The Lamancha was slightly a butterball and I have had absolutely no problems with her health, except that she looks like she might have lost weight, which makes me think I'm not feeding them properly.

The Saanen has declined some and I'm pretty worried about her. I just ordered Cruz copper bolus and plan to give it to all three.

1. The Saanen's coat was rough when we got her. 
2. She looked pretty skinny to me, but being brand new to goats, I really didn't know for sure. My husband fell in love with her instead of with her sister, who looked a lot healthier to me!
3. Her teats are bulbous. She has bumps on one teat that look like milk ducts and they leak milk out of them. The other side of the teat feels thin at the top and it leaks. Here's a forum showing a teat similar: http://familycow.proboards.com/thread/53784
The other teat looks slightly swollen towards the bottom and is much harder to milk out. It also leaks like the skin is damaged or thin on one side. In her first week here, that teat was hot to the touch (not the udder). My husband tried to lift her out of the truck by himself and she stumbled and landed on the side of the udder that gave blood in the milk (about 4 days later). She's gone through three rounds of having blood first in the swollen teat and then just as that's clearing up, the other teat starts having blood in it. This last time (June 8-13), it was much less noticeable than the first time, when it tinted all of the milk. This time, I didn't know it until the milk sat for a couple of days and there was blood staining the bottom of the jar. 
4. I have heard about the eyelid color test to see if they have a worm load, but I honestly don't know what color is bright pink, medium pink, pale pink etc... If I were to guess, I would say hers are pale pink, which is a bad sign.
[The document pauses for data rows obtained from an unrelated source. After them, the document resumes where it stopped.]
use std::collections::BTreeMap;
use chrono::NaiveDateTime;
use tracing::{debug, info};
use crate::cleaner::CleanTransaction;
use crate::config::PipelineConfig;
use crate::error::PipelineError;
use crate::pipeline::Stage;
use crate::timestamp::{Timestamp, TimestampKind};

const TIME_COLUMN: &str = "TransactionStartTime";

// Per-customer behavioral aggregates
#[derive(Debug, Clone, PartialEq)]
pub struct RfmRecord {
    pub customer_id: String,
    pub recency: i64,
    pub frequency: usize,
    pub monetary: f64,
    pub avg_amount: f64,
}

impl RfmRecord {
    // The clustering features, AvgAmount excluded
    pub fn clustering_features(&self) -> [f64; 3] {
        [self.recency as f64, self.frequency as f64, self.monetary]
    }
}

struct CustomerTotals {
    latest: NaiveDateTime,
    count: usize,
    total: f64,
}

/// Aggregates cleaned transactions into one [`RfmRecord`] per customer,
/// measuring Recency against a snapshot fixed at construction.
#[derive(Debug, Clone)]
pub struct RfmTransformer {
    snapshot: Timestamp,
}

impl RfmTransformer {
    pub fn new(snapshot_date: &str) -> Result<Self, PipelineError> {
        let snapshot = Timestamp::parse(snapshot_date).ok_or_else(|| {
            PipelineError::InvalidConfig(format!(
                "rfm.snapshot_date `{snapshot_date}` is not an ISO date"
            ))
        })?;
        Ok(Self { snapshot })
    }

    pub fn from_config(config: &PipelineConfig) -> Result<Self, PipelineError> {
        Self::new(&config.rfm.snapshot_date)
    }

    // Parses every timestamp and rejects a batch that mixes naive and aware values
    fn parse_times(&self, records: &[CleanTransaction]) -> Result<Vec<NaiveDateTime>, PipelineError> {
        let mut batch_kind: Option<TimestampKind> = None;
        let mut times = Vec::with_capacity(records.len());

        for tx in records {
            let raw = &tx.transaction_start_time;
            let parsed = Timestamp::parse(raw).ok_or_else(|| PipelineError::TimestampParse {
                stage: Self::NAME,
                column: TIME_COLUMN,
                value: raw.clone(),
            })?;

            match batch_kind {
                None => batch_kind = Some(parsed.kind()),
                Some(kind) if kind.is_aware() != parsed.kind().is_aware() => {
                    return Err(PipelineError::TimezoneMismatch {
                        stage: Self::NAME,
                        expected: kind.describe(),
                        found: parsed.kind().describe(),
                        value: raw.clone(),
                    });
                }
                Some(_) => {}
            }
            times.push(parsed.instant());
        }

        if let Some(kind) = batch_kind {
            if !self.snapshot.is_compatible_with(kind) {
                return Err(PipelineError::TimezoneMismatch {
                    stage: Self::NAME,
                    expected: kind.describe(),
                    found: self.snapshot.kind().describe(),
                    value: "rfm.snapshot_date".to_string(),
                });
            }
        }

        Ok(times)
    }
}

impl Stage for RfmTransformer {
    type Input = CleanTransaction;
    type Output = RfmRecord;

    const NAME: &'static str = "rfm";
    const REQUIRED_COLUMNS: &'static [&'static str] = &["CustomerId", "Amount", TIME_COLUMN];

    fn transform(&self, records: &[CleanTransaction]) -> Result<Vec<RfmRecord>, PipelineError> {
        let times = self.parse_times(records)?;

        let mut customers: BTreeMap<&str, CustomerTotals> = BTreeMap::new();
        for (tx, time) in records.iter().zip(times) {
            customers
                .entry(tx.customer_id.as_str())
                .and_modify(|totals| {
                    totals.latest = totals.latest.max(time);
                    totals.count += 1;
                    totals.total += tx.amount;
                })
                .or_insert(CustomerTotals {
                    latest: time,
                    count: 1,
                    total: tx.amount,
                });
        }

        let rfm: Vec<RfmRecord> = customers
            .into_iter()
            .map(|(customer_id, totals)| RfmRecord {
                customer_id: customer_id.to_string(),
                recency: self.snapshot.days_since(totals.latest),
                frequency: totals.count,
                monetary: totals.total,
                avg_amount: totals.total / totals.count as f64,
            })
            .collect();

        debug!(snapshot = %self.snapshot.instant(), "Recency measured against snapshot");
        info!(transactions = records.len(), customers = rfm.len(), "Computed RFM features");
        Ok(rfm)
    }
}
I want to deworm her, but we don't have a separate area to keep her in separate, but next to the other goats. The dog yard that we used for the nubian is too small for her, in my opinion. I have given her a Vitamin B shot SQ, but I was worried about it. I squirted Vit C in her mouth. I tried to get her to eat probiotic powder, but she won't touch it.
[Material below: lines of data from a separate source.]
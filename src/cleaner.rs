use tracing::{debug, info};
use crate::config::PipelineConfig;
use crate::csv_reader::Transaction;
use crate::error::PipelineError;
use crate::pipeline::Stage;

pub const MISSING_CATEGORY: &str = "missing";

// Transaction row after capping and imputation: no optional fields remain
#[derive(Debug, Clone, PartialEq)]
pub struct CleanTransaction {
    pub customer_id: String,
    pub amount: f64,
    pub product_category: String,
    pub transaction_start_time: String,
}

impl From<CleanTransaction> for Transaction {
    fn from(clean: CleanTransaction) -> Self {
        Transaction {
            customer_id: clean.customer_id,
            amount: Some(clean.amount),
            product_category: Some(clean.product_category),
            transaction_start_time: clean.transaction_start_time,
        }
    }
}

// Caps outlier amounts and fills gaps. Holds nothing but the configured cap.
#[derive(Debug, Clone)]
pub struct DataCleaner {
    amount_cap: f64,
}

impl DataCleaner {
    pub fn new(config: &PipelineConfig) -> Self {
        Self::with_cap(config.outlier_caps.amount)
    }

    pub fn with_cap(amount_cap: f64) -> Self {
        Self { amount_cap }
    }

    pub fn amount_cap(&self) -> f64 {
        self.amount_cap
    }
}

// Median of the values, averaging the two middle ones for even counts
fn median(values: &mut [f64]) -> Option<f64> {
    if values.is_empty() {
        return None;
    }
    values.sort_by(f64::total_cmp);
    let mid = values.len() / 2;
    if values.len() % 2 == 0 {
        Some((values[mid - 1] + values[mid]) / 2.0)
    } else {
        Some(values[mid])
    }
}

impl Stage for DataCleaner {
    type Input = Transaction;
    type Output = CleanTransaction;

    const NAME: &'static str = "cleaner";
    const REQUIRED_COLUMNS: &'static [&'static str] = &["Amount", "ProductCategory"];

    fn transform(&self, records: &[Transaction]) -> Result<Vec<CleanTransaction>, PipelineError> {
        // Cap first so the imputed median is taken over the clipped column
        let capped: Vec<Option<f64>> = records
            .iter()
            .map(|tx| tx.present_amount().map(|amount| amount.min(self.amount_cap)))
            .collect();

        let mut present: Vec<f64> = capped.iter().flatten().copied().collect();
        let missing_amounts = records.len() - present.len();
        let fill = match median(&mut present) {
            Some(value) => value,
            None if missing_amounts == 0 => 0.0,
            None => {
                return Err(PipelineError::Imputation {
                    stage: Self::NAME,
                    column: "Amount",
                })
            }
        };
        debug!(cap = self.amount_cap, median = fill, missing_amounts, "Amount imputation");

        let mut missing_categories = 0usize;
        let cleaned: Vec<CleanTransaction> = records
            .iter()
            .zip(capped)
            .map(|(tx, amount)| {
                let product_category = match &tx.product_category {
                    Some(category) => category.clone(),
                    None => {
                        missing_categories += 1;
                        MISSING_CATEGORY.to_string()
                    }
                };
                CleanTransaction {
                    customer_id: tx.customer_id.clone(),
                    amount: amount.unwrap_or(fill),
                    product_category,
                    transaction_start_time: tx.transaction_start_time.clone(),
                }
            })
            .collect();

        info!(
            rows = cleaned.len(),
            missing_amounts, missing_categories, "Cleaned transactions"
        );
        Ok(cleaned)
    }
}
Please give me advice about the teat/udder issue and how to get them to overall health. I'm worried that I'm not feeding them properly.

Feeding:
1. They have a loose mineral mix made for goats, but it might be too cheap of a brand...it looks kind of generic. Red Edge Mineral Mix
2. I let them lick baking soda after giving them grain at milking time. 
3. They're getting a mix of things at milking time. I've tried various things (mainly because it sneaks up on me and I run out of stuff, so I have to throw something together). I know I'm supposed to switch slowly, but a couple times now I ran out of something and had to give something different. 
4. Currently, they are getting wet cob (which I just read can make them more copper deficient because of the high iron content). I try to mix with Goat Tender w/ kelp, but they hate it. I mix with Kountry Buffet, which also smells like it has molasses in it. They mostly nibble the corn out and leave the pellets.
5. I have done rolled oats/barley alone and they loved it. I soaked some things with apple cider vinegar and water, including black sunflower seeds and a little bit of peas, among other things. They liked it, but it made such a mess of the wooden feeding box (didn't drain it well enough, I guess). So far, they really don't like anything in pellet form. 
6. Grass hay, big armful twice a day, morning and evening.
7. I just started back in with alfalfa. While one goat is getting milked, the others are getting alfalfa and then I let them eat it a little longer afterward. I try to walk them around to eat blackberry and maple leaves, weeds etc...but we don't have enough fences up and I can't let them roam free because of the unfenced garden.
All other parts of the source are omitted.